(Records shown)

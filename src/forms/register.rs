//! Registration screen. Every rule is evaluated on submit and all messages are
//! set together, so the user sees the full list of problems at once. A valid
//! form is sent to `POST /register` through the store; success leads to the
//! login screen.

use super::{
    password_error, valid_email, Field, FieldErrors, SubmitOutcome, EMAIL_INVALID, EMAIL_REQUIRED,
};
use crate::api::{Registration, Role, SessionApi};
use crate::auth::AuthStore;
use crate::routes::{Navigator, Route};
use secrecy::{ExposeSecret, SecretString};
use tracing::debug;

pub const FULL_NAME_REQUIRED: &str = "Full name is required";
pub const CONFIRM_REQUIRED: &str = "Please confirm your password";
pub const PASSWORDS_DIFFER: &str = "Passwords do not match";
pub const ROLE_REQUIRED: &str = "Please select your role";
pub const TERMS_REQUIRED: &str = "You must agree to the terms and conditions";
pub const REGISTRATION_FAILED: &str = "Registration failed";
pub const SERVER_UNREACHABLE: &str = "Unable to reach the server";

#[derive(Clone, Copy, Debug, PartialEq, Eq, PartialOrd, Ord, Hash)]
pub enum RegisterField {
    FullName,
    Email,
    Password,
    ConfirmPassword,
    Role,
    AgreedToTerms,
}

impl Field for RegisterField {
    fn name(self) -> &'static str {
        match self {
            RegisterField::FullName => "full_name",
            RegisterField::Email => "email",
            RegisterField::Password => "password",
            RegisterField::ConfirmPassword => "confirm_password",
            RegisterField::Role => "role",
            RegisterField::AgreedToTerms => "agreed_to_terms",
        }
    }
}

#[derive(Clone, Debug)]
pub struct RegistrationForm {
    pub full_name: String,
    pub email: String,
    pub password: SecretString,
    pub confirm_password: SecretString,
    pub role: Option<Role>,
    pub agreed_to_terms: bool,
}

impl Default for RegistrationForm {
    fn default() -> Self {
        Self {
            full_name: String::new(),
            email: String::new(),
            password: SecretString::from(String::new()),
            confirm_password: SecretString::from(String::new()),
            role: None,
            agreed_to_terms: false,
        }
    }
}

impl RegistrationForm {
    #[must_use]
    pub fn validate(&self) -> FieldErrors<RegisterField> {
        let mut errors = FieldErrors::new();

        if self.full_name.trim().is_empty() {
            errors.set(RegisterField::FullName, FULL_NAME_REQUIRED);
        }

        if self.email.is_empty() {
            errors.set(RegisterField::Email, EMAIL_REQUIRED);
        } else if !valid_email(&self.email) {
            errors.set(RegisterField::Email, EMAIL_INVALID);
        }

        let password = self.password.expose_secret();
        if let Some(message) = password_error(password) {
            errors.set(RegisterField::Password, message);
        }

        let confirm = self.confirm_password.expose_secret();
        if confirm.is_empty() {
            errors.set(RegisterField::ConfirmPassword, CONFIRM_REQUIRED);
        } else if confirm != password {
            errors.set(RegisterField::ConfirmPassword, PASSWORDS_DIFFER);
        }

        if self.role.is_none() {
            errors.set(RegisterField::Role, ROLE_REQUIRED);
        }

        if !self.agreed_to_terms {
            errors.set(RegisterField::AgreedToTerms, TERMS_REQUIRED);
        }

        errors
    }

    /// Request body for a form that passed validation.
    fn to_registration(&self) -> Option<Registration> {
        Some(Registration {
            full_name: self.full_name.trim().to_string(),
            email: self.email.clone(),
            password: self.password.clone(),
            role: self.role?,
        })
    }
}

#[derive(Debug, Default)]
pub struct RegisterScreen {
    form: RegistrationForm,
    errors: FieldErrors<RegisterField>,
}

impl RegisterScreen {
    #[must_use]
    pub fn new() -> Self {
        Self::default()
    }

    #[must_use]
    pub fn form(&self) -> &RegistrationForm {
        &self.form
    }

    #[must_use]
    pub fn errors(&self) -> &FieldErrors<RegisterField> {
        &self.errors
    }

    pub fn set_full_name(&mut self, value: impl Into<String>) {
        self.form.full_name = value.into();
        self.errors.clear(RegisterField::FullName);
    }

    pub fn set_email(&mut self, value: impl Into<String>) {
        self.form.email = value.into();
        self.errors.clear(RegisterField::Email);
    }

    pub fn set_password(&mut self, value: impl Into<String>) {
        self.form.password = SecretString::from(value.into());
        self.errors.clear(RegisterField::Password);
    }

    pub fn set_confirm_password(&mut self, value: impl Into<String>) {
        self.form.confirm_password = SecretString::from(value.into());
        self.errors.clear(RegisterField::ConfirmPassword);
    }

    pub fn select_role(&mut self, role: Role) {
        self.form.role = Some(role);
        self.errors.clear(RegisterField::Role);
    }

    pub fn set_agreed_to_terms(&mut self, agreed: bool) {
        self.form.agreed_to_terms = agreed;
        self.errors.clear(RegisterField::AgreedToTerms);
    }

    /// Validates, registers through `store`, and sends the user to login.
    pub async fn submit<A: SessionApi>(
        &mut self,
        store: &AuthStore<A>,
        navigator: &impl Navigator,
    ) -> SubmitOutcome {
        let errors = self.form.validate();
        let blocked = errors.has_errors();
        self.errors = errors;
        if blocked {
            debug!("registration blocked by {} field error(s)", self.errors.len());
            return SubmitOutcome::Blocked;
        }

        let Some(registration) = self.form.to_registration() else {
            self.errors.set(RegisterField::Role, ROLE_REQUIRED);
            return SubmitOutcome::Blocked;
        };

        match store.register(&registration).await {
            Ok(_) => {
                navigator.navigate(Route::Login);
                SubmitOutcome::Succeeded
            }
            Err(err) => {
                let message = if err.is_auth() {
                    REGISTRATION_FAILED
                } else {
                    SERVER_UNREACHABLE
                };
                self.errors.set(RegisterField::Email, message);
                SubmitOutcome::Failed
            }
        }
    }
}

(End Records shown)
(Records shown)

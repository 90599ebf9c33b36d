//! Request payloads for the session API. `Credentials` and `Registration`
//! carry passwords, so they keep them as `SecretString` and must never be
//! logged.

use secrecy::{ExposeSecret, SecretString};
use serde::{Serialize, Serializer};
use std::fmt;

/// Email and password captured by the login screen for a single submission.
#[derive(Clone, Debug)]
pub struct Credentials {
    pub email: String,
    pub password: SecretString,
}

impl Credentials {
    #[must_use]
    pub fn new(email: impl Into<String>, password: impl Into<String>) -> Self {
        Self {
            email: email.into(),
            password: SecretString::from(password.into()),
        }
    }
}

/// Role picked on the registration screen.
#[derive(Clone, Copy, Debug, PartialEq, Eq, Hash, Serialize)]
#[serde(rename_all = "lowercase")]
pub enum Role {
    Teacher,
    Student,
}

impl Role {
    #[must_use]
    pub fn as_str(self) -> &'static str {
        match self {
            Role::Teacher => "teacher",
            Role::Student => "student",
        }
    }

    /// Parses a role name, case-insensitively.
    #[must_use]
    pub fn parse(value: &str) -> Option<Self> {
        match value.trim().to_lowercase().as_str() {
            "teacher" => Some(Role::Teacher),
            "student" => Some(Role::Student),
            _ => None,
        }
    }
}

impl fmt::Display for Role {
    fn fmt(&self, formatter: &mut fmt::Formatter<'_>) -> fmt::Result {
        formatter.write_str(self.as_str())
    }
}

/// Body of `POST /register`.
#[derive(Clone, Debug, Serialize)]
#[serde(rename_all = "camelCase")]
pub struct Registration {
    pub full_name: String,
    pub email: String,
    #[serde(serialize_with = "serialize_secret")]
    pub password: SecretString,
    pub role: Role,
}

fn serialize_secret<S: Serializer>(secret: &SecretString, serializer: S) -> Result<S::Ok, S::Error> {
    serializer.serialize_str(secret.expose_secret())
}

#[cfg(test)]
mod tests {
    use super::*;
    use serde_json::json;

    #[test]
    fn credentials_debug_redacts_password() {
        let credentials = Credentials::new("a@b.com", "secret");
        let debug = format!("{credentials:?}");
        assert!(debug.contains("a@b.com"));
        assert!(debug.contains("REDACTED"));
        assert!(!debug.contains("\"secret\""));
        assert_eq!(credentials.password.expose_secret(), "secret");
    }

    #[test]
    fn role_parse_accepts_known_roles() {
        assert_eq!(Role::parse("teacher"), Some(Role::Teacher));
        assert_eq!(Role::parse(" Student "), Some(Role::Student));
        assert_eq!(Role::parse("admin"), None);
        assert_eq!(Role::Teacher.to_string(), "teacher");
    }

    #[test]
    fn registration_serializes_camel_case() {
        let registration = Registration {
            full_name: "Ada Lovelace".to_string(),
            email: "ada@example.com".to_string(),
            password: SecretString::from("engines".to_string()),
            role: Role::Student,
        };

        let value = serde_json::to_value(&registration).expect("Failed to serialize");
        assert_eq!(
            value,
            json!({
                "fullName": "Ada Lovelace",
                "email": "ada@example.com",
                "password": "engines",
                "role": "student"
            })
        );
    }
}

(End Records shown)

--- Assigned task ---
The listing above holds a line with "pub enum RegisterField" and a line with "fn default() ->". Print the stretch from the first through the second, exactly and alone.

--- Exercise answer ---
pub enum RegisterField {
    FullName,
    Email,
    Password,
    ConfirmPassword,
    Role,
    AgreedToTerms,
}

impl Field for RegisterField {
    fn name(self) -> &'static str {
        match self {
            RegisterField::FullName => "full_name",
            RegisterField::Email => "email",
            RegisterField::Password => "password",
            RegisterField::ConfirmPassword => "confirm_password",
            RegisterField::Role => "role",
            RegisterField::AgreedToTerms => "agreed_to_terms",
        }
    }
}

#[derive(Clone, Debug)]
pub struct RegistrationForm {
    pub full_name: String,
    pub email: String,
    pub password: SecretString,
    pub confirm_password: SecretString,
    pub role: Option<Role>,
    pub agreed_to_terms: bool,
}

impl Default for RegistrationForm {
    fn default() -> Self {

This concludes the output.